There is a photograph of me age five sitting in my fathers study. The chair is a dusty grey velvet and the light is coming in at such an angle that the camera can’t help but focus on the particles floating in front of me, my face a fuzzy background. I am holding a conch shell the size of my head, my ear swallowed in the fiction of an ocean. There are over a dozen versions of this photo from my childhood, taken by my father with what I believe was the hope that I would become a writer. He was sharing with me the Odes of Pablo Neruda and how to appreciate simplicity, beauty in the ordinary. I’ve always assumed these photos exist because “Caracol” was my favorite ode but I now see them as his example of how poetry focuses sensation. Listening to that shell I was instantly aware of my body; I would recall those few lines and find myself inside an inexplicable ocean landscape. It was different every time.
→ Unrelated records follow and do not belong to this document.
use crate::algorithms::weighted_a_star::{DIAGONAL_COST, STRAIGHT_COST};
use crate::error::QueueError;
use crate::grid::{ObstacleClassifier, Position};

pub trait PathfindingAlgorithm {
    fn name(&self) -> &'static str;

    /// Returns the cells to walk from `start` to `goal`, excluding `start`.
    /// An empty path means there is nothing to do.
    fn find_path(
        &mut self,
        start: Position,
        goal: Position,
        obstacles: &dyn ObstacleClassifier,
    ) -> Result<Vec<Position>, QueueError>;

    /// Drop anything remembered about the obstacle layout.
    fn clear_cache(&mut self) {}
}

/// Total step cost of walking `path` from `start`.
pub fn path_cost(start: Position, path: &[Position]) -> f32 {
    let mut prev = start;
    let mut cost = 0.0;
    for &step in path {
        cost += if step.x != prev.x && step.y != prev.y {
            DIAGONAL_COST
        } else {
            STRAIGHT_COST
        };
        prev = step;
    }
    cost
}

#[cfg(test)]
mod tests {
    use super::*;

    #[test]
    fn path_cost_mixes_step_kinds() {
        let path = [Position::new(1, 1), Position::new(2, 1), Position::new(3, 2)];
        assert!((path_cost(Position::new(0, 0), &path) - 3.8).abs() < 1e-5);
        assert_eq!(path_cost(Position::new(0, 0), &[]), 0.0);
    }
}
My work comes out of a longing to understand these formative experiences through my adult self. I didn’t become a writer but I reflect on language visually; it is my way of articulating, through perception, a continuously evolving narrative. I allow the stories that have narrated my life to transpose my way of seeing and making; I know something is working when its presence alone communicates a place that feels beyond a fixed time. There is a fragile interior to the outer world that I’ve found in my search to reclaim memories from my fathers deteriorating cognitive state. Both a way to understand and an exploration of my origins, I find myself seeking to re-contextualize the intimacies in his writing.
I interpret the world through the inexactitudes of time, absence, and memory. Images catalyze at the moment of pause, where the trace of one’s body is exposed by the physicality of looking. I want people to slow down and be left with a sense of duration, suspended in their inner world. The lens of the eye, the camera, and the body unfold as lead protagonists, offering their set of intimate notations.